Beginning with the first line of the material, set down each line exactly as written, up to and including the line with "pub fn get(&self, id: FileId)".

» RECORDS:
□ □ □ □
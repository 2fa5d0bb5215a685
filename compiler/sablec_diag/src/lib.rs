//! Diagnostic reporting system for the Sable compiler.

use codespan_reporting::{
    files::{self, Files, SimpleFile},
    term::{
        self, Config,
        termcolor::{ColorChoice, StandardStream},
    },
};

use std::{
    fmt::Display,
    sync::{Arc, RwLock},
};

use sablec_utils::pluralize;

pub type Diagnostic = codespan_reporting::diagnostic::Diagnostic<FileId>;
pub use codespan_reporting::diagnostic::Label;
pub use codespan_reporting::diagnostic::Severity;
pub use codespan_reporting::term::termcolor;
pub use sablec_utils::FileId;

type SimpFile = SimpleFile<String, String>;

#[derive(Debug, Clone)]
struct MultiFile {
    files: Vec<SimpFile>,
}

impl MultiFile {
    pub fn new() -> MultiFile {
        MultiFile { files: Vec::new() }
    }

    pub fn get(&self, id: FileId) -> &SimpFile {
        self.files.get(id.as_usize()).expect("unknown file id.")
    }
}

impl<'a> Files<'a> for MultiFile {
    type FileId = FileId;
    type Name = String;
    type Source = &'a str;

    fn name(&'a self, id: Self::FileId) -> Result<Self::Name, files::Error> {
        Ok(self.get(id).name().clone())
    }

    fn source(&'a self, id: Self::FileId) -> Result<Self::Source, files::Error> {
        Ok(self.get(id).source().as_str())
    }

    fn line_index(&'a self, id: Self::FileId, byte_index: usize) -> Result<usize, files::Error> {
        self.get(id).line_index((), byte_index)
    }

    fn line_range(
        &'a self,
        id: Self::FileId,
        line_index: usize,
    ) -> Result<std::ops::Range<usize>, files::Error> {
        self.get(id).line_range((), line_index)
    }
}

/// A collector of Diagnostics.
#[derive(Debug, Clone)]
pub struct DiagnosticSink(Arc<RwLock<SinkInner>>);

impl DiagnosticSink {
    /// Create a new diagnostic sink.
    pub fn new() -> DiagnosticSink {
        DiagnosticSink(Arc::new(RwLock::new(SinkInner::new())))
    }

    /// Registers a new file into the diagnostic sink and returns the
    /// corresponding file id.
    pub fn register_file(&self, name: String, source: String) -> FileId {
        let mut inner = self.0.write().unwrap();
        inner.register_file(name, source)
    }

    /// Returns true if there is at least one error in the sink.
    pub fn failed(&self) -> bool {
        let inner = self.0.read().unwrap();
        inner.failed()
    }

    /// The count of error diagnostics emitted so far.
    pub fn error_count(&self) -> usize {
        let inner = self.0.read().unwrap();
        inner.errors
    }

    /// Returns true if there is no diag, false instead.
    pub fn is_empty(&self) -> bool {
        let inner = self.0.read().unwrap();
        inner.is_empty()
    }

    /// Print all diagnostics to the given writer, with default config.
    pub fn dump_with(&self, writer: &mut StandardStream) -> Result<(), files::Error> {
        let inner = self.0.read().unwrap();
        inner.dump_with(writer)
    }

    /// Emit all the diagnostics to stderr.
    pub fn dump(&self, color: ColorChoice) {
        let inner = self.0.read().unwrap();
        inner.dump_to_stderr(color);
    }

    /// Returns a summary if there were errors or warnings, nothing if there is
    /// neither.
    pub fn summary(&self, name: &str) -> Option<String> {
        let inner = self.0.read().unwrap();
        inner.summary(name)
    }

    /// Emit a diagnostic.
    pub fn emit(&mut self, diag: impl ToDiagnostic) {
        let mut inner = self.0.write().unwrap();
        inner.emit(diag);
    }

    /// The codes of every diagnostic emitted so far, in emission order.
    pub fn codes(&self) -> Vec<String> {
        let inner = self.0.read().unwrap();
        inner.diags.iter().filter_map(|d| d.code.clone()).collect()
    }

}

impl Default for DiagnosticSink {
    fn default() -> Self {
        DiagnosticSink::new()
    }
}

/// The guts of [`DiagnosticSink`].
#[derive(Debug, Clone)]
struct SinkInner {
    diags: Vec<Diagnostic>,
    /// a count of all the error diagnostics
    errors: usize,
    /// a count of all the warning diagnostics
    warnings: usize,
    /// the files where diagnostics are located.
    files: MultiFile,
    /// last file id given
    last_fid: u32,
}

impl SinkInner {
    pub fn new() -> SinkInner {
        SinkInner {
            diags: Vec::new(),
            errors: 0,
            warnings: 0,
            files: MultiFile::new(),
            last_fid: 0,
        }
    }

    pub fn register_file(&mut self, name: String, source: String) -> FileId {
        let fid = FileId::new(self.last_fid);
        self.last_fid += 1;

        self.files.files.push(SimpleFile::new(name, source));
        fid
    }

    pub fn failed(&self) -> bool {
        self.errors != 0
    }

    pub fn is_empty(&self) -> bool {
        self.diags.is_empty()
    }

    pub fn dump_with(&self, writer: &mut StandardStream) -> Result<(), files::Error> {
        let config = Config::default();

        for diag in &self.diags {
            term::emit(writer, &config, &self.files, diag)?;
        }

        Ok(())
    }

    pub fn dump_to_stderr(&self, color: ColorChoice) {
        let mut stderr = StandardStream::stderr(color);

        self.dump_with(&mut stderr)
            .expect("failed to emit the diagnostics");
    }

    pub fn summary(&self, name: &str) -> Option<String> {
        if self.errors > 0 {
            Some(format!(
                "compilation of `{}` failed due to {} error{} and {} warning{}",
                name,
                self.errors,
                pluralize(self.errors),
                self.warnings,
                pluralize(self.warnings)
            ))
        } else if self.warnings > 0 {
            Some(format!(
                "compilation of `{}` succeeded but {} warning{} emitted.",
                name,
                self.warnings,
                pluralize(self.warnings)
            ))
        } else {
            None
        }
    }

    pub fn emit(&mut self, diag: impl ToDiagnostic) {
        let diag = diag.into_diag();

        if diag.severity == Severity::Warning {
            self.warnings += 1;
        } else if diag.severity == Severity::Error {
            self.errors += 1;
        } else {
            panic!("severity '{:?}' is not supported", diag.severity);
        }

        self.diags.push(diag);
    }
}

/// A type that can be converted to a Diagnostic.
pub trait ToDiagnostic {
    fn into_diag(self) -> Diagnostic;
}

impl ToDiagnostic for Diagnostic {
    #[inline(always)]
    fn into_diag(self) -> Diagnostic {
        self
    }
}

/// List of all the error codes the compiling stages can emit.
///
/// The set is closed: every diagnostic a stage emits carries exactly one of
/// these codes.
#[derive(Debug, Clone, Copy, PartialEq, Eq)]
pub enum ErrorCode {
    /// Unknown start of token.
    UnknownCharacter = 1,
    /// A string literal was never closed before the end of the file.
    UnterminatedString = 2,
    /// A string literal ran over the end of its line.
    MultilineString = 3,
    /// A hex literal is wider than 64 bits (more than 16 digits).
    TooWideHexLiteral = 4,
    /// A binary literal is wider than 64 bits (more than 64 digits).
    TooWideBinaryLiteral = 5,
    /// A `b'…'` literal missing its closing quote.
    UnterminatedBinaryLiteral = 6,
    /// A `'…'` literal missing its closing quote.
    UnterminatedCharLiteral = 7,
    /// A single `:`, which is not a token (the separator is `::`).
    StrayColon = 8,
    /// Expected some token, found something else.
    ExpectedToken = 9,
    /// No expression can start with the current token.
    NoParseRule = 10,
    /// Use of an identifier that was never declared.
    UndeclaredIdentifier = 11,
    /// Call of a function that was never declared.
    UndeclaredFunction = 12,
    /// Call of a function that is declared but has no body yet.
    CallOfUndefined = 13,
    /// A name is declared twice in the same scope.
    Redeclaration = 14,
    /// A function is forward-declared twice.
    DoubleDeclaration = 15,
    /// Two parameters of one function share a name.
    DuplicateParameter = 16,
    /// Two members of one enum share a name.
    DuplicateEnumMember = 17,
    /// A struct with no fields.
    EmptyStructBody = 18,
    /// Assignment in a position where assignment is not allowed.
    CannotAssign = 19,
    /// Increment, decrement or compound assignment of an undefined name.
    MutationOfUndefined = 20,
    /// Array subscript through an undeclared or undefined name.
    BadSubscript = 21,
    /// A value of one kind initialising a declaration of another kind.
    TypeDisagreement = 22,
    /// An integer literal out of range for its type.
    IntLiteralOverflow = 23,
    /// A float literal out of range for its type.
    FloatLiteralOverflow = 24,
}

impl Display for ErrorCode {
    fn fmt(&self, f: &mut std::fmt::Formatter<'_>) -> std::fmt::Result {
        write!(f, "E{:03}", *self as usize)
    }
}

/// Internal result, used by functions that output something that can produce a
/// diagnostic and cannot recover from it.
pub type IResult<T> = core::result::Result<T, Diagnostic>;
□ □ □ □
» TASK RESULT:
repository 2fa5d0bb5215a685
filename compiler/sablec_diag/src/lib.rs
//! Diagnostic reporting system for the Sable compiler.

use codespan_reporting::{
    files::{self, Files, SimpleFile},
    term::{
        self, Config,
        termcolor::{ColorChoice, StandardStream},
    },
};

use std::{
    fmt::Display,
    sync::{Arc, RwLock},
};

use sablec_utils::pluralize;

pub type Diagnostic = codespan_reporting::diagnostic::Diagnostic<FileId>;
pub use codespan_reporting::diagnostic::Label;
pub use codespan_reporting::diagnostic::Severity;
pub use codespan_reporting::term::termcolor;
pub use sablec_utils::FileId;

type SimpFile = SimpleFile<String, String>;

#[derive(Debug, Clone)]
struct MultiFile {
    files: Vec<SimpFile>,
}

impl MultiFile {
    pub fn new() -> MultiFile {
        MultiFile { files: Vec::new() }
    }

    pub fn get(&self, id: FileId) -> &SimpFile {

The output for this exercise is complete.